More public-private partnerships for nation-building and economic progress

In addition to helping business-as-usual, fintech has won over the trust of more individuals as it partnered with governments and organizations to create a platform for doing good.

Paymaya, one of the Philippines’ online payment firms, used its platform to provide a way for people to contribute to those on the frontline of the pandemic in a seamless and efficient manner. Through partnerships and an app, donors could send donations to organizations including UNICEF, World Vision, the Philippines Red Cross and 29 others.

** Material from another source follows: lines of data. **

//! Validation rules and their interpreter.
//!
//! Rules are data (a tagged variant per field), so every entity shares one
//! validation engine. A rule checks a single [`FieldValue`] and reports the
//! first failure as a human-readable message; it never panics on user input.

use std::collections::BTreeMap;

use roll_core::FieldValue;

/// Validation rule for one field.
#[derive(Debug, Clone, PartialEq)]
pub enum FieldRule {
    /// Required text with optional length bounds (in characters).
    Text {
        min_len: Option<usize>,
        max_len: Option<usize>,
        message: String,
    },
    /// Text that may be null; length bounds apply only when present.
    NullableText {
        min_len: Option<usize>,
        max_len: Option<usize>,
        message: String,
    },
    /// Required non-empty text, e.g. a foreign-key selection.
    NonEmpty { message: String },
    /// Required number.
    Number { message: String },
    /// Number or null.
    NullableNumber { message: String },
    /// Required boolean.
    Bool { message: String },
    /// Required date.
    Date { message: String },
    /// Date or null.
    NullableDate { message: String },
}

/// One entity's rules for a validation mode, keyed by field.
pub type RuleSet = BTreeMap<String, FieldRule>;

impl FieldRule {
    /// Shorthand for required text with a minimum length.
    #[must_use]
    pub fn text_min(min_len: usize, message: impl Into<String>) -> Self {
        Self::Text {
            min_len: Some(min_len),
            max_len: None,
            message: message.into(),
        }
    }

    /// Shorthand for required text with exact length bounds.
    #[must_use]
    pub fn text_len(min_len: usize, max_len: usize, message: impl Into<String>) -> Self {
        Self::Text {
            min_len: Some(min_len),
            max_len: Some(max_len),
            message: message.into(),
        }
    }

    /// Shorthand for nullable text without length bounds.
    #[must_use]
    pub fn nullable_text() -> Self {
        Self::NullableText {
            min_len: None,
            max_len: None,
            message: "必須是文字".into(),
        }
    }

    /// Whether an absent value satisfies this rule.
    #[must_use]
    pub const fn is_nullable(&self) -> bool {
        matches!(
            self,
            Self::NullableText { .. } | Self::NullableNumber { .. } | Self::NullableDate { .. }
        )
    }

    /// Check one value against this rule.
    ///
    /// # Errors
    ///
    /// Returns the rule's failure message when the value does not conform.
    pub fn check(&self, value: &FieldValue) -> Result<(), String> {
        match self {
            Self::Text {
                min_len,
                max_len,
                message,
            } => match value {
                FieldValue::Text(s) => check_len(s, *min_len, *max_len, message),
                _ => Err(message.clone()),
            },
            Self::NullableText {
                min_len,
                max_len,
                message,
            } => match value {
                FieldValue::Null => Ok(()),
                FieldValue::Text(s) => check_len(s, *min_len, *max_len, message),
                _ => Err(message.clone()),
            },
            Self::NonEmpty { message } => match value {
                FieldValue::Text(s) if !s.is_empty() => Ok(()),
                _ => Err(message.clone()),
            },
            Self::Number { message } => match value {
                FieldValue::Number(_) => Ok(()),
                _ => Err(message.clone()),
            },
            Self::NullableNumber { message } => match value {
                FieldValue::Null | FieldValue::Number(_) => Ok(()),
                _ => Err(message.clone()),
            },
            Self::Bool { message } => match value {
                FieldValue::Bool(_) => Ok(()),
                _ => Err(message.clone()),
            },
            Self::Date { message } => {
                if value.as_date().is_some() {
                    Ok(())
                } else {
                    Err(message.clone())
                }
            }
            Self::NullableDate { message } => match value {
                FieldValue::Null => Ok(()),
                _ if value.as_date().is_some() => Ok(()),
                _ => Err(message.clone()),
            },
        }
    }
}

fn check_len(
    s: &str,
    min_len: Option<usize>,
    max_len: Option<usize>,
    message: &str,
) -> Result<(), String> {
    let chars = s.chars().count();
    if min_len.is_some_and(|min| chars < min) || max_len.is_some_and(|max| chars > max) {
        return Err(message.to_string());
    }
    Ok(())
}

The Philippines’ Department of Social Welfare and Development similarly tapped another digital payments brand, GCash, to disburse cash aid to beneficiaries through an online platform that allows them to choose how to receive the aid.

Previously known as a business disruptor, fintech is instead here to stay as an innovative means for business continuity for many MSMEs. The industry is still seen as young but has already had a massive rippling effect on the global economy.

It may have taken time for many to shift to digital financing as individuals tend to repel complexities and choose to remain with familiar processes, but fintech has proven why it will continue to play a big role in strengthening and rebuilding our global economy. There is perhaps no other industry that can ensure strict social distancing while providing fast, convenient and secure transactions online.